Foster the People

Foster The People got together in LA less than a year ago. The band’s songwriter and front man, Mark Foster, had been doing solo acoustic gigs, but the songs he was writing needed some full band power. Everything clicked when he found drummer Mark Pontius and bass man Cubbie Fink. The first song they put up on their website, “Pumped Up Kicks,” was a sinister pop ditty with a bright, bouncy beat. It went viral on the Internet and a few months after their debut gig at LA’s Viper Room, the band was signed by Startime, home of Peter Bjorn and John.

Can you give us a brief history of the band?
We’ll be together a year in October. I was a solo acoustic artist, but writing songs with parts that I needed a band to play—guitars, electronics, odd rhythms. It took three and a half years to find the right guys, but when we started jamming, things clicked.
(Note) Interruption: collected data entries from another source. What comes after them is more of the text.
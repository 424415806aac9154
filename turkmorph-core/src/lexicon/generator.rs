//! Expansion of dictionary lexemes into surface roots

use super::{Lexeme, LexemeAttribute, LexemeAttributes, PrimaryPos, Root};
use crate::phonetics::{
    alphabet, calculate_phonetic_attributes, sequence::char_len, sequence::char_slice,
    PhoneticAttribute, PhoneticExpectation, PhoneticExpectations,
};
use std::sync::Arc;

/// Lexeme attributes that produce a second, modified root
const MODIFIERS: [LexemeAttribute; 7] = [
    LexemeAttribute::Doubling,
    LexemeAttribute::LastVowelDrop,
    LexemeAttribute::ProgressiveVowelDrop,
    LexemeAttribute::InverseHarmony,
    LexemeAttribute::Voicing,
    LexemeAttribute::VoicingOpt,
    LexemeAttribute::RootChange,
];

/// Irregular stem changes; a `None` category applies to every category
const ROOT_CHANGES: [(&str, Option<PrimaryPos>, &str); 12] = [
    ("ben", Some(PrimaryPos::Pronoun), "ban"),
    ("sen", Some(PrimaryPos::Pronoun), "san"),
    ("demek", Some(PrimaryPos::Verb), "di"),
    ("yemek", Some(PrimaryPos::Verb), "yi"),
    ("hepsi", Some(PrimaryPos::Pronoun), "hep"),
    ("ora", Some(PrimaryPos::Pronoun), "or"),
    ("bura", Some(PrimaryPos::Pronoun), "bur"),
    ("şura", Some(PrimaryPos::Pronoun), "şur"),
    ("nere", Some(PrimaryPos::Pronoun), "ner"),
    ("içeri", None, "içer"),
    ("dışarı", None, "dışar"),
    ("birbiri", Some(PrimaryPos::Pronoun), "birbir"),
];

pub(super) fn root_change(lemma: &str, pos: PrimaryPos) -> Option<&'static str> {
    ROOT_CHANGES
        .iter()
        .find(|(l, p, _)| *l == lemma && *p == Some(pos))
        .or_else(|| ROOT_CHANGES.iter().find(|(l, p, _)| *l == lemma && p.is_none()))
        .map(|(_, _, changed)| *changed)
}

/// Produces the roots under which a lexeme can appear on the surface
#[derive(Debug, Clone, Default)]
pub struct RootGenerator {
    convert_circumflexes: bool,
}

impl RootGenerator {
    /// Generator producing roots exactly as spelled in the lexicon
    pub fn new() -> Self {
        Self::default()
    }

    /// Also produce â/î/û-free variants of every root (kâğıt → kağıt)
    pub fn with_circumflex_conversion(mut self, enabled: bool) -> Self {
        self.convert_circumflexes = enabled;
        self
    }

    /// Roots of every lexeme, without duplicates
    pub fn generate_all<'a>(&self, lexemes: impl IntoIterator<Item = &'a Lexeme>) -> Vec<Root> {
        let mut all: Vec<Root> = Vec::new();
        for lexeme in lexemes {
            for root in self.generate(lexeme) {
                if !all.contains(&root) {
                    all.push(root);
                }
            }
        }
        all
    }

    /// Roots of one lexeme
    pub fn generate(&self, lexeme: &Lexeme) -> Vec<Root> {
        let roots = if lexeme.attributes.contains_any(MODIFIERS.into_iter().collect()) {
            self.generate_modified(lexeme)
        } else {
            let attrs = calculate_phonetic_attributes(&lexeme.lemma_root, lexeme.attributes);
            vec![Root::new(
                lexeme.lemma_root.as_str(),
                Arc::new(lexeme.clone()),
                attrs,
                PhoneticExpectations::empty(),
            )]
        };

        if self.convert_circumflexes {
            with_circumflex_variants(roots)
        } else {
            roots
        }
    }

    fn generate_modified(&self, lexeme: &Lexeme) -> Vec<Root> {
        let attributes = lexeme.attributes;
        if attributes.contains(LexemeAttribute::RootChange) {
            return self.generate_changed(lexeme);
        }

        let lemma_root = lexeme.lemma_root.as_str();
        let mut modified: String = lemma_root.to_string();
        let mut original_attrs = calculate_phonetic_attributes(lemma_root, LexemeAttributes::empty());
        let mut modified_attrs = original_attrs;
        let mut original_expectations = PhoneticExpectations::empty();
        let mut modified_expectations = PhoneticExpectations::empty();

        if attributes.contains(LexemeAttribute::Voicing)
            || attributes.contains(LexemeAttribute::VoicingOpt)
        {
            let voiced = if lemma_root.ends_with("nk") {
                Some('g')
            } else {
                modified.chars().next_back().and_then(alphabet::voice)
            };
            if let Some(voiced) = voiced {
                modified.pop();
                modified.push(voiced);
            }
            modified_attrs.remove(PhoneticAttribute::LastLetterVoicelessStop);
            if !attributes.contains(LexemeAttribute::VoicingOpt) {
                original_expectations.insert(PhoneticExpectation::ConsonantStart);
            }
            modified_expectations.insert(PhoneticExpectation::VowelStart);
        }

        if attributes.contains(LexemeAttribute::Doubling) {
            if let Some(last) = modified.chars().next_back() {
                modified.push(last);
            }
            original_expectations.insert(PhoneticExpectation::ConsonantStart);
            modified_expectations.insert(PhoneticExpectation::VowelStart);
        }

        if attributes.contains(LexemeAttribute::LastVowelDrop) {
            let len = char_len(&modified);
            if len >= 2 {
                modified = format!(
                    "{}{}",
                    char_slice(&modified, 0, len - 2),
                    char_slice(&modified, len - 1, len)
                );
            }
            if lexeme.primary_pos != PrimaryPos::Verb {
                original_expectations.insert(PhoneticExpectation::ConsonantStart);
            }
            modified_expectations.insert(PhoneticExpectation::VowelStart);
        }

        if attributes.contains(LexemeAttribute::InverseHarmony) {
            for attrs in [&mut original_attrs, &mut modified_attrs] {
                attrs.insert(PhoneticAttribute::LastVowelFrontal);
                attrs.remove(PhoneticAttribute::LastVowelBack);
            }
        }

        if attributes.contains(LexemeAttribute::ProgressiveVowelDrop) {
            modified.pop();
            if modified.chars().any(alphabet::is_vowel) {
                modified_attrs =
                    calculate_phonetic_attributes(&modified, LexemeAttributes::empty());
            }
            modified_expectations.insert(PhoneticExpectation::VowelStart);
        }

        let lexeme = Arc::new(lexeme.clone());
        let original = Root::new(
            lemma_root,
            Arc::clone(&lexeme),
            original_attrs,
            original_expectations,
        );
        let modified = Root::new(modified, lexeme, modified_attrs, modified_expectations);
        if original == modified {
            vec![original]
        } else {
            vec![original, modified]
        }
    }

    fn generate_changed(&self, lexeme: &Lexeme) -> Vec<Root> {
        let Some(changed) = root_change(&lexeme.lemma, lexeme.primary_pos) else {
            tracing::debug!(lemma = %lexeme.lemma, "no root change registered");
            let attrs = calculate_phonetic_attributes(&lexeme.lemma_root, lexeme.attributes);
            return vec![Root::new(
                lexeme.lemma_root.as_str(),
                Arc::new(lexeme.clone()),
                attrs,
                PhoneticExpectations::empty(),
            )];
        };

        let mut unchanged_lexeme = lexeme.clone();
        unchanged_lexeme.attributes.remove(LexemeAttribute::RootChange);
        let attributes = unchanged_lexeme.attributes;
        let lexeme = Arc::new(unchanged_lexeme);

        [lexeme.lemma_root.clone(), changed.to_string()]
            .into_iter()
            .map(|seq| {
                let attrs = calculate_phonetic_attributes(&seq, attributes);
                Root::new(seq, Arc::clone(&lexeme), attrs, PhoneticExpectations::empty())
            })
            .collect()
    }
}

fn plain_vowel(c: char) -> char {
    match c {
        'â' => 'a',
        'î' => 'i',
        'û' => 'u',
        _ => c,
    }
}

fn with_circumflex_variants(roots: Vec<Root>) -> Vec<Root> {
    let mut all = roots.clone();
    for root in roots {
        if !root.as_str().contains(['â', 'î', 'û']) {
            continue;
        }
        let plain: String = root.as_str().chars().map(plain_vowel).collect();
        let variant = Root::new(
            plain,
            Arc::clone(&root.lexeme),
            root.phonetic_attributes,
            root.phonetic_expectations,
        );
        if !all.contains(&variant) {
            all.push(variant);
        }
    }
    all
}
//! Performance benchmarks for cached and parallel batch parsing
//!
//! Run with: cargo bench --bench bulk_benchmarks

use criterion::{criterion_group, criterion_main, BenchmarkId, Criterion, Throughput};
use std::hint::black_box;
use turkmorph_core::lexicon::{Lexeme, LexemeAttribute, PrimaryPos};
use turkmorph_engine::{AnalyzerBuilder, CacheKind, EngineConfig};

fn lexemes() -> Vec<Lexeme> {
    vec![
        Lexeme::new("ev", "ev", PrimaryPos::Noun, None),
        Lexeme::new("kitap", "kitap", PrimaryPos::Noun, None)
            .with_attributes([LexemeAttribute::Voicing]),
        Lexeme::new("gelmek", "gel", PrimaryPos::Verb, None)
            .with_attributes([LexemeAttribute::NoVoicing]),
        Lexeme::new("okumak", "oku", PrimaryPos::Verb, None)
            .with_attributes([LexemeAttribute::NoVoicing]),
    ]
}

/// Generate a corpus with the word repetition of running text
fn generate_corpus(size: usize) -> Vec<&'static str> {
    let base = [
        "ev", "evde", "evlerimizden", "kitaba", "kitaplarımız", "geldim", "geliyorsunuz",
        "okudular", "okuyacağım", "12'ye", "...", "evler", "kitap", "gelmeyecek",
    ];
    base.iter().copied().cycle().take(size).collect()
}

/// Compare cache kinds on the same batch
fn bench_cache_kinds(c: &mut Criterion) {
    let mut group = c.benchmark_group("cache_kinds");
    let corpus = generate_corpus(2_000);
    group.throughput(Throughput::Elements(corpus.len() as u64));

    for kind in [CacheKind::None, CacheKind::Lru, CacheKind::TwoLevel] {
        let analyzer = AnalyzerBuilder::new()
            .config(EngineConfig {
                cache_kind: kind,
                parallel: false,
                ..EngineConfig::default()
            })
            .lexemes(lexemes())
            .build()
            .unwrap();
        group.bench_with_input(
            BenchmarkId::from_parameter(format!("{kind:?}")),
            &corpus,
            |b, corpus| {
                b.iter(|| analyzer.parse_all(black_box(corpus)));
            },
        );
    }
    group.finish();
}

/// Sequential vs parallel parsing without a cache
fn bench_parallel_scaling(c: &mut Criterion) {
    let mut group = c.benchmark_group("parallel_scaling");
    let corpus = generate_corpus(5_000);
    group.throughput(Throughput::Elements(corpus.len() as u64));

    for threads in [1, 2, 4, 8] {
        let analyzer = AnalyzerBuilder::new()
            .config(EngineConfig {
                cache_kind: CacheKind::None,
                threads: Some(threads),
                min_parallel_batch: 64,
                ..EngineConfig::default()
            })
            .lexemes(lexemes())
            .build()
            .unwrap();
        group.bench_with_input(
            BenchmarkId::from_parameter(format!("{threads}_threads")),
            &corpus,
            |b, corpus| {
                b.iter(|| analyzer.parse_all(black_box(corpus)));
            },
        );
    }
    group.finish();
}

criterion_group!(benches, bench_cache_kinds, bench_parallel_scaling);
criterion_main!(benches);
Three months later, “Pumped Up Kicks” took off.

“Kicks” made you an overnight sensation.
Yeah! I wrote and produced “Kicks” in three hours. It came out of nowhere. A week later it was on our website as a free download. The first week it was downloaded about 200 times a day. In a month, it was up to thousands a day. It was hard to keep up with the momentum. We stopped giving it away, after we put it out on vinyl. Labels started reaching out and we felt like Startime was the best fit. They understood what we wanted to do. We should have an album out in spring of 2011.

Have you always wanted to be a musician?
Growing up I played drums, guitar, keyboards, and sang in the Cleveland Children’s Choir. I was an only child and music was something I could do alone to let off steam. I was in a hardcore metal/punk band when I was a teen going through an angst phase, but I’d never considered making music my life. I graduated from high school not knowing what I’d do next. My dad said, “Why don’t you move to LA and pursue music? If it doesn’t work out, you’re still young and you can try something else.” A light bulb went off in my head, and I came to LA.

You were picked as one of the bands to watch in 2011 by Britain’s New Musical Express.
I don’t know how they even heard of us. It was our first interview and very flattering.